Atas perbuatannya, tersangka dijerat dengan Pasal 351 Ayat (2) dan (4) KUHP tentang Penganiayaan. Selain itu, tersangka juga dijerat Pasal 406 Ayat (1) KUHP tentang Perusakan. Ancaman hukuman maksimal 5 tahun penjara.
Patologi sosial
Dihubungi terpisah, dosen Fakultas Ilmu Sosial Universitas Negeri Semarang, Fulia Aji Gustaman, menuturkan, apa pun bentuk dan alasannya, aksi teror tidak dibenarkan. Adapun fenomena teror pelemparan tersebut masuk kategori patologi sosial atau terkait dengan gejala-gejala sosial yang disebabkan faktor sosial.
Aksi tersebut jelas meresahkan masyarakat. ”Apalagi, korbannya juga masyarakat yang sedang mencari uang. Pekerjaan sopir truk itu berisiko besar. Dengan kejadian seperti itu, akan berdampak bagi kesejahteraan mereka, baik terkait ekonomi, kenyamanan, maupun keamanan,” ujar Aji.
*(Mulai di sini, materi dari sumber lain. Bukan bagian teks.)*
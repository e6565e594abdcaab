use crate::compile::symtab::SymbolTable;
use crate::error::{Diagnostic, Severity};
use chrono::{DateTime, Local};
use std::io::{self, Write};

const PAGE_BODY_LINES: u32 = 55;
const CPU_LABEL: &str = "CRAY X-MP";

/// Paginated compilation listing: source echo with line numbers, inline
/// error annotations, and the end-of-unit symbol table. Every page opens
/// with a header carrying the CPU label, compiler name and version, date,
/// time, and page number.
pub struct Listing {
    out: Box<dyn Write>,
    page: u32,
    lines_on_page: u32,
    stamp: DateTime<Local>,
}

impl Listing {
    pub fn new(out: Box<dyn Write>) -> Listing {
        Listing {
            out,
            page: 0,
            lines_on_page: PAGE_BODY_LINES,
            stamp: Local::now(),
        }
    }

    fn line(&mut self, text: &str) -> io::Result<()> {
        if self.lines_on_page >= PAGE_BODY_LINES {
            self.page += 1;
            self.lines_on_page = 0;
            if self.page > 1 {
                writeln!(self.out, "\u{c}")?;
            }
            writeln!(
                self.out,
                "{:<12}{} {:<10}{}  {}  PAGE {:>4}",
                CPU_LABEL,
                env!("CARGO_PKG_NAME").to_uppercase(),
                env!("CARGO_PKG_VERSION"),
                self.stamp.format("%m/%d/%y"),
                self.stamp.format("%H:%M:%S"),
                self.page
            )?;
            writeln!(self.out)?;
            self.lines_on_page = 2;
        }
        writeln!(self.out, "{}", text)?;
        self.lines_on_page += 1;
        Ok(())
    }

    pub fn source_line(&mut self, no: u32, text: &str) -> io::Result<()> {
        let line = format!("{:>6}  {}", no, text);
        self.line(&line)
    }

    pub fn annotation(&mut self, diag: &Diagnostic) -> io::Result<()> {
        let tag = match diag.severity {
            Severity::Error => "*ERROR*",
            Severity::Warning => "*WARNING*",
        };
        let line = format!("        {:<9} line {}: {}", tag, diag.line, diag.message);
        self.line(&line)
    }

    pub fn blank(&mut self) -> io::Result<()> {
        self.line("")
    }

    /// The symbol table appended at the END of each program unit.
    pub fn symbol_table(&mut self, unit: &str, symbols: &SymbolTable) -> io::Result<()> {
        self.blank()?;
        self.line(&format!("  SYMBOL TABLE FOR {}", unit))?;
        self.line("  NAME      CLASS       TYPE              OFFSET")?;
        for sym in symbols.iter_in_order() {
            let line = format!(
                "  {:<10}{:<12}{:<18}{:>6}",
                sym.name,
                sym.class.to_string(),
                sym.dtype.base.to_string(),
                sym.offset
            );
            self.line(&line)?;
        }
        Ok(())
    }

    pub fn summary(&mut self, text: &str) -> io::Result<()> {
        self.blank()?;
        self.line(&format!("  {}", text))
    }

    pub fn flush(&mut self) -> io::Result<()> {
        self.out.flush()
    }
}

#[cfg(test)]
mod test {
    use super::*;

    struct Shared(std::rc::Rc<std::cell::RefCell<Vec<u8>>>);

    impl Write for Shared {
        fn write(&mut self, buf: &[u8]) -> io::Result<usize> {
            self.0.borrow_mut().extend_from_slice(buf);
            Ok(buf.len())
        }
        fn flush(&mut self) -> io::Result<()> {
            Ok(())
        }
    }

    fn capture() -> (Listing, std::rc::Rc<std::cell::RefCell<Vec<u8>>>) {
        let buf = std::rc::Rc::new(std::cell::RefCell::new(Vec::new()));
        (Listing::new(Box::new(Shared(buf.clone()))), buf)
    }

    #[test]
    fn first_line_emits_the_page_header() {
        let (mut listing, buf) = capture();
        listing.source_line(1, "      PROGRAM P").unwrap();
        let text = String::from_utf8(buf.borrow().clone()).unwrap();
        assert!(text.starts_with("CRAY X-MP"));
        assert!(text.contains("PAGE    1"));
        assert!(text.contains("     1        PROGRAM P"));
    }

    #[test]
    fn pagination_breaks_after_a_full_page() {
        let (mut listing, buf) = capture();
        for i in 0..120 {
            listing.source_line(i + 1, "      CONTINUE").unwrap();
        }
        let text = String::from_utf8(buf.borrow().clone()).unwrap();
        assert!(text.contains("PAGE    2"));
        assert!(text.contains("PAGE    3"));
    }

    #[test]
    fn annotations_carry_the_severity_tag() {
        let (mut listing, buf) = capture();
        listing
            .annotation(&Diagnostic {
                line: 3,
                severity: Severity::Error,
                message: "division by zero in constant expression".into(),
            })
            .unwrap();
        let text = String::from_utf8(buf.borrow().clone()).unwrap();
        assert!(text.contains("*ERROR*"));
        assert!(text.contains("line 3"));
    }
}
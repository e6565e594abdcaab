use log::{Level, LevelFilter};
use std::io::Write as _;
use std::sync::atomic::{AtomicU8, Ordering};
use termcolor::{Color, ColorChoice, ColorSpec, StandardStream, WriteColor as _};

static LOGGER_LEVEL: AtomicU8 = AtomicU8::new(1); // Error
static LOGGER_COLOR: AtomicU8 = AtomicU8::new(0); // Auto

pub struct AppLogger;

impl AppLogger {
    pub fn init() -> &'static AppLogger {
        log::set_max_level(Self::instance().level());
        Self::instance()
    }

    pub fn instance() -> &'static AppLogger {
        static INSTANCE: AppLogger = AppLogger;
        &INSTANCE
    }

    pub fn level(&self) -> LevelFilter {
        match LOGGER_LEVEL.load(Ordering::Relaxed) {
            0 => LevelFilter::Off,
            1 => LevelFilter::Error,
            2 => LevelFilter::Warn,
            3 => LevelFilter::Info,
            4 => LevelFilter::Debug,
            _ => LevelFilter::Trace,
        }
    }

    pub fn set_level(&self, level: LevelFilter) {
        let v = match level {
            LevelFilter::Off => 0,
            LevelFilter::Error => 1,
            LevelFilter::Warn => 2,
            LevelFilter::Info => 3,
            LevelFilter::Debug => 4,
            LevelFilter::Trace => 5,
        };
        LOGGER_LEVEL.store(v, Ordering::Relaxed);
        log::set_max_level(level);
    }

    pub fn color_choice(&self) -> ColorChoice {
        match LOGGER_COLOR.load(Ordering::Relaxed) {
            1 => ColorChoice::Always,
            2 => ColorChoice::AlwaysAnsi,
            3 => ColorChoice::Never,
            _ => ColorChoice::Auto,
        }
    }

    pub fn set_color_choice(&self, color: ColorChoice) {
        let v = match color {
            ColorChoice::Auto => 0,
            ColorChoice::Always => 1,
            ColorChoice::AlwaysAnsi => 2,
            ColorChoice::Never => 3,
        };
        LOGGER_COLOR.store(v, Ordering::Relaxed);
    }

    fn write_log(&self, record: &log::Record) -> std::io::Result<()> {
        let (level, color, use_stderr) = match record.level() {
            Level::Error => ("error", Color::Red, true),
            Level::Warn => ("warning", Color::Yellow, true),
            Level::Info => ("info", Color::Blue, false),
            Level::Debug => ("debug", Color::Green, true),
            Level::Trace => ("trace", Color::Magenta, true),
        };

        let mut output = if use_stderr {
            StandardStream::stderr(self.color_choice())
        } else {
            StandardStream::stdout(self.color_choice())
        };

        let mut level_color = ColorSpec::new();
        level_color.set_fg(Some(color)).set_bold(true);
        let mut reset_color = ColorSpec::new();
        reset_color.set_reset(true);

        output.set_color(&level_color)?;
        write!(output, "{:>width$}(", level, width = 7)?;
        output.set_color(&reset_color)?;
        write!(output, "{}", record.target())?;
        output.set_color(&level_color)?;
        write!(output, "): ")?;
        output.set_color(&reset_color)?;
        writeln!(output, "{}", record.args())?;

        Ok(())
    }
}

impl log::Log for AppLogger {
    fn enabled(&self, metadata: &log::Metadata) -> bool {
        metadata.level() <= self.level()
    }

    fn log(&self, record: &log::Record) {
        self.write_log(record).expect("failed to write log")
    }

    fn flush(&self) {
        std::io::stdout().flush().expect("failed to flush stdout");
        std::io::stderr().flush().expect("failed to flush stderr");
    }
}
Pada masa pandemi Covid-19, hal-hal terkait patologi sosial semakin rentan terjadi. Pasalnya, pandemi berdampak pada pemutusan hubungan kerja hingga menyempitnya peluang usaha. (Fulia Aji Gustaman)
Menurut dia, pada masa pandemi Covid-19, hal-hal terkait patologi sosial semakin rentan terjadi. Pasalnya, pandemi berdampak pada pemutusan hubungan kerja hingga menyempitnya peluang usaha. Bagi orang yang kreatif, akan mencari inovasi baru, tetapi bagi yang kepepet, ada potensi melakukan hal-hal yang bisa merugikan orang lain.
Kebijakan pemerintah pun didorong mempertimbangkan kondisi sosial di masyarakat agar kesulitan ekonomi tidak berlarut-larut. ”Di samping itu, bangkitkan ekonomi kreatif berbasis masyarakat sehingga masalah-masalah sosial dapat tertangani. Sementara itu, penegak hukum mesti tegas dalam menjalankan fungsi,” kata Aji.